Pushpesh Pant, author of India Cookbook and former dean, School of International Studies, Jawaharlal Nehru University, is of the opinion that Indian food is best enjoyed when eaten with hands. According to Pant, "To begin with we all ate with our hands. It allows us to enjoy the sensual delight of eating. Eating with our hands also allows us to gauge the temperature and texture of the food. Tactile sensations of the sort are not possible if one eats with cutlery. There's a reason we use the phrase finger-licking food. "
The New York Times recently reported that several high-profile chefs in the US are asking diners to get their hands dirty in the belief that it heightens the sensual connection to food.
Pant weighs in, "The debate between eating with hand as opposed to cutlery is similar to the one over washing or wiping one's behind. For some people washing is a matter hygiene - they'd be shocked if they were confronted with someone who wiped up after their morning ablutions. Burping's another thing. Many Indians are happy to burp at the table in a show of appreciation. This trait would be frowned upon in other cultures. "
Europeans, too, haven't always been pernickety about cutlery. Chaucer's 14th-century Canterbury Tales portrays an elegant prioress as a mistress of medieval manners: "At meat well y-taught was she withal;She let no morsel from her lips fall, Ne wet her fingers in her sauce deep;Well could she carry a morsel and well keep That no droppe ne fell upon her breast. "
Everyone remembers the "flying escargot" scene from Pretty Woman and a lot of people have undergone similar experiences. Vivian Ward (Julia Roberts) joins Edward Lewis (Richard Gere) for a business dinner at an escargot restaurant called The Voltaire. She fumbles around with the cutlery and is mostly lost when one of the other dinner guests puts her at ease by stating, "I don't know about you, but I've never been able to figure which goes with what..."
Next up is the scene where Roberts' character manages to send an escargot flying across the room. She eloquently concludes, "Slippery little suckers. " To which a waiter standing at hand adds: "It happens all the time. "
Yes, such instances can happen anywhere and all the time. Viraf Patel, head chef and partner, Cafê Zoe, Mumbai, says, "Since Zoe is chilled out, diners feel comfortable to do as they please, like eating clams with their hands etc. " While Patel prefers eating with his hands, in his decade-long career he has encountered diners who goof up under the pressure of performing appropriately at the table. Recounting an instance he says, "When eating spaghetti one uses the fork to coil the spaghetti against the spoon but I've seen people do it the other way around. The list is unending. "

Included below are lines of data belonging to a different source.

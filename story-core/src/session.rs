//! StorySession - the turn loop.
//!
//! Each turn runs four stages:
//!
//! 1. **Pending**: build the prompt for the session's strategy.
//! 2. **Generated**: the port returned the next story fragment.
//! 3. **Extracted**: the extractor merged facts, objects and violations.
//! 4. **Appended**: the turn record joined the history.
//!
//! A generation failure ends the run. Extraction failures only skip the
//! merge for that turn.

use crate::config::Plot;
use crate::extract::StateExtractor;
use crate::llm::{GenerationError, GenerationRequest, TextGenerator};
use crate::memory::{MergeSummary, NarrativeState};
use crate::prompt::{build_prompt, PlotPhase, Strategy};
use std::sync::Arc;
use thiserror::Error;
use tracing::{debug, info};

/// Errors from the turn loop.
#[derive(Debug, Error)]
pub enum SessionError {
    #[error("Story generation failed: {0}")]
    Generation(#[from] GenerationError),

    #[error("Session already played all {0} turns")]
    Finished(usize),

    #[error("No user inputs to play")]
    NoInputs,
}

/// Where a turn is in its pipeline.
#[derive(Debug, Clone, Copy, PartialEq, Eq)]
pub enum TurnStage {
    Pending,
    Generated,
    Extracted,
    Appended,
}

/// Settings for one run.
#[derive(Debug, Clone)]
pub struct SessionConfig {
    pub strategy: Strategy,
    pub total_turns: usize,
    pub plot: Option<Plot>,
}

impl SessionConfig {
    pub fn new(strategy: Strategy, total_turns: usize) -> Self {
        Self {
            strategy,
            total_turns,
            plot: None,
        }
    }

    /// Steer the feedback strategy with a plot skeleton.
    pub fn with_plot(mut self, plot: Plot) -> Self {
        self.plot = Some(plot);
        self
    }
}

/// Outcome of a single turn.
#[derive(Debug, Clone)]
pub struct TurnReport {
    pub turn_index: usize,
    pub fragment: String,
    pub phase: PlotPhase,
    /// `None` when extraction failed for this turn.
    pub merge: Option<MergeSummary>,
}

/// A story being co-written, turn by turn.
pub struct StorySession {
    generator: Arc<dyn TextGenerator>,
    extractor: StateExtractor,
    config: SessionConfig,
    state: NarrativeState,
}

impl StorySession {
    /// Create a session; the same generator also serves extraction.
    pub fn new(
        generator: Arc<dyn TextGenerator>,
        config: SessionConfig,
        state: NarrativeState,
    ) -> Self {
        Self {
            extractor: StateExtractor::new(generator.clone()),
            generator,
            config,
            state,
        }
    }

    /// Use a different generator for analysis calls.
    pub fn with_extractor(mut self, extractor: StateExtractor) -> Self {
        self.extractor = extractor;
        self
    }

    pub fn state(&self) -> &NarrativeState {
        &self.state
    }

    pub fn config(&self) -> &SessionConfig {
        &self.config
    }

    /// Consume the session and return its state.
    pub fn into_state(self) -> NarrativeState {
        self.state
    }

    /// Turns completed so far.
    pub fn turns_played(&self) -> usize {
        self.state.turn_count()
    }

    pub fn is_finished(&self) -> bool {
        self.turns_played() >= self.config.total_turns
    }

    /// Play one turn with the given user input.
    pub async fn play_turn(&mut self, user_input: &str) -> Result<TurnReport, SessionError> {
        if self.is_finished() {
            return Err(SessionError::Finished(self.config.total_turns));
        }

        let turn_id = self.state.next_turn_id();
        let strategy = self.config.strategy;
        let phase = PlotPhase::from_progress(turn_id, self.config.total_turns);
        debug!(turn = turn_id, stage = ?TurnStage::Pending, %strategy, ?phase, "Turn started");

        let plan = build_prompt(
            &self.state,
            user_input,
            strategy,
            turn_id,
            self.config.total_turns,
            self.config.plot.as_ref(),
        );
        let mut request = GenerationRequest::new(plan.prompt, plan.temperature);
        if let Some(prefix) = plan.cached_prefix {
            request = request.with_cached_prefix(prefix);
        }

        let fragment = self.generator.generate(request).await?;
        debug!(
            turn = turn_id,
            stage = ?TurnStage::Generated,
            chars = fragment.len(),
            "Fragment generated"
        );

        let merge = self
            .extractor
            .extract_and_merge(&mut self.state, &fragment, turn_id)
            .await;
        debug!(
            turn = turn_id,
            stage = ?TurnStage::Extracted,
            merged = merge.is_some(),
            "Fragment analyzed"
        );

        self.state.append_turn(user_input, fragment.clone());
        debug!(turn = turn_id, stage = ?TurnStage::Appended, "Turn recorded");

        info!(
            turn = turn_id,
            %strategy,
            facts = self.state.facts().len(),
            inconsistencies = self.state.inconsistencies().len(),
            "Turn complete"
        );

        Ok(TurnReport {
            turn_index: turn_id,
            fragment,
            phase,
            merge,
        })
    }

    /// Play the remaining turns, cycling through `inputs` by turn index.
    pub async fn run(&mut self, inputs: &[String]) -> Result<Vec<TurnReport>, SessionError> {
        if inputs.is_empty() {
            return Err(SessionError::NoInputs);
        }

        info!(
            strategy = %self.config.strategy,
            total_turns = self.config.total_turns,
            "Story session started"
        );

        let mut reports = Vec::new();
        while !self.is_finished() {
            let turn = self.turns_played();
            let input = &inputs[turn % inputs.len()];
            reports.push(self.play_turn(input).await?);
        }

        info!(
            strategy = %self.config.strategy,
            facts = self.state.facts().len(),
            items = self.state.items().len(),
            inconsistencies = self.state.inconsistencies().len(),
            "Story session finished"
        );
        Ok(reports)
    }
}

#[cfg(test)]
mod tests {
    use super::*;
    use crate::memory::{Character, World};
    use crate::testing::ScriptedGenerator;

    fn state() -> NarrativeState {
        NarrativeState::new(
            World::new("Five Elements", "China, 1380"),
            vec![Character::new("Li Wei", "monk")],
            ["The jade artifact was stolen"],
        )
    }

    #[tokio::test]
    async fn test_play_turn_appends_history() {
        let generator = Arc::new(ScriptedGenerator::from_texts([
            "Li Wei left the monastery at dawn.",
            "FACTS:\n- Li Wei leaves the monastery\nVIOLATIONS:\n- NONE",
        ]));
        let mut session = StorySession::new(
            generator.clone(),
            SessionConfig::new(Strategy::Baseline, 2),
            state(),
        );

        let report = session.play_turn("Li Wei sets out").await.unwrap();

        assert_eq!(report.turn_index, 0);
        assert_eq!(report.fragment, "Li Wei left the monastery at dawn.");
        assert_eq!(report.merge.unwrap().facts_added, 1);
        assert_eq!(session.state().history()[0].user, "Li Wei sets out");
        assert_eq!(session.state().facts()[1].turn_created, 0);
        assert_eq!(generator.call_count(), 2);
    }

    #[tokio::test]
    async fn test_generation_failure_is_fatal() {
        let generator = Arc::new(ScriptedGenerator::new(vec![Err(GenerationError::Blocked {
            reason: "SAFETY".into(),
        })]));
        let mut session =
            StorySession::new(generator, SessionConfig::new(Strategy::Baseline, 2), state());

        let err = session.play_turn("go").await.unwrap_err();
        assert!(matches!(err, SessionError::Generation(GenerationError::Blocked { .. })));
        assert_eq!(session.turns_played(), 0);
    }

    #[tokio::test]
    async fn test_extraction_failure_still_appends() {
        let generator = Arc::new(ScriptedGenerator::from_texts(["The story goes on."]));
        let mut session =
            StorySession::new(generator, SessionConfig::new(Strategy::Baseline, 1), state());

        let report = session.play_turn("go").await.unwrap();
        assert!(report.merge.is_none());
        assert_eq!(session.turns_played(), 1);
        assert_eq!(session.state().facts().len(), 1);
    }

    #[tokio::test]
    async fn test_finished_session_rejects_turns() {
        let generator = Arc::new(ScriptedGenerator::from_texts(["One.", "FACTS:\n- x"]));
        let mut session =
            StorySession::new(generator, SessionConfig::new(Strategy::Baseline, 1), state());

        session.play_turn("go").await.unwrap();
        assert!(session.is_finished());
        assert!(matches!(
            session.play_turn("again").await,
            Err(SessionError::Finished(1))
        ));
    }

    #[tokio::test]
    async fn test_run_requires_inputs() {
        let generator = Arc::new(ScriptedGenerator::from_texts(Vec::<String>::new()));
        let mut session =
            StorySession::new(generator, SessionConfig::new(Strategy::Feedback, 3), state());
        assert!(matches!(session.run(&[]).await, Err(SessionError::NoInputs)));
    }

    #[tokio::test]
    async fn test_run_cycles_inputs() {
        let generator = Arc::new(ScriptedGenerator::from_texts([
            "One.", "FACTS:\n- a", "Two.", "FACTS:\n- b", "Three.", "FACTS:\n- c",
        ]));
        let mut session =
            StorySession::new(generator, SessionConfig::new(Strategy::Baseline, 3), state());

        let inputs = vec!["left".to_string(), "right".to_string()];
        let reports = session.run(&inputs).await.unwrap();

        assert_eq!(reports.len(), 3);
        let users: Vec<_> = session.state().history().iter().map(|t| t.user.as_str()).collect();
        assert_eq!(users, vec!["left", "right", "left"]);
    }
}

However, urban Indians today are painfully conscious of what such a fumbling faux pas would do to their social standing as it were. Consequently knowledge of 'fancy' eating manoeuvres has now become key to new dining experiences.
Dynamic Finishing School, formerly known as the Orchid Finishing School, is the country's first finishing school. Started 25 years ago by Hindi film actress Anuradha Patel, the school specialises in personality development, table manners, etiquette, fine dinning and the like.
Dilshad Gogia, coordinator at Anuradha Patel Dynamic Finishing School, explains, "Our students range from ages 14 to 45 and table manners are an important module at the school. While they're aware of the differences between eating at home and at the restaurant, most students when they join us don't know what fine dining comprises. The nature of Indian food is such that it more or less arrives at the table together. As a result, the many courses at fine dining restaurants come as a surprise. By the time the course is done, however, they're well kitted out for future dining excursions. "
While Winfrey's incredulity is amusing, it's quite clear that Indians too are invested in taming the flying escargot.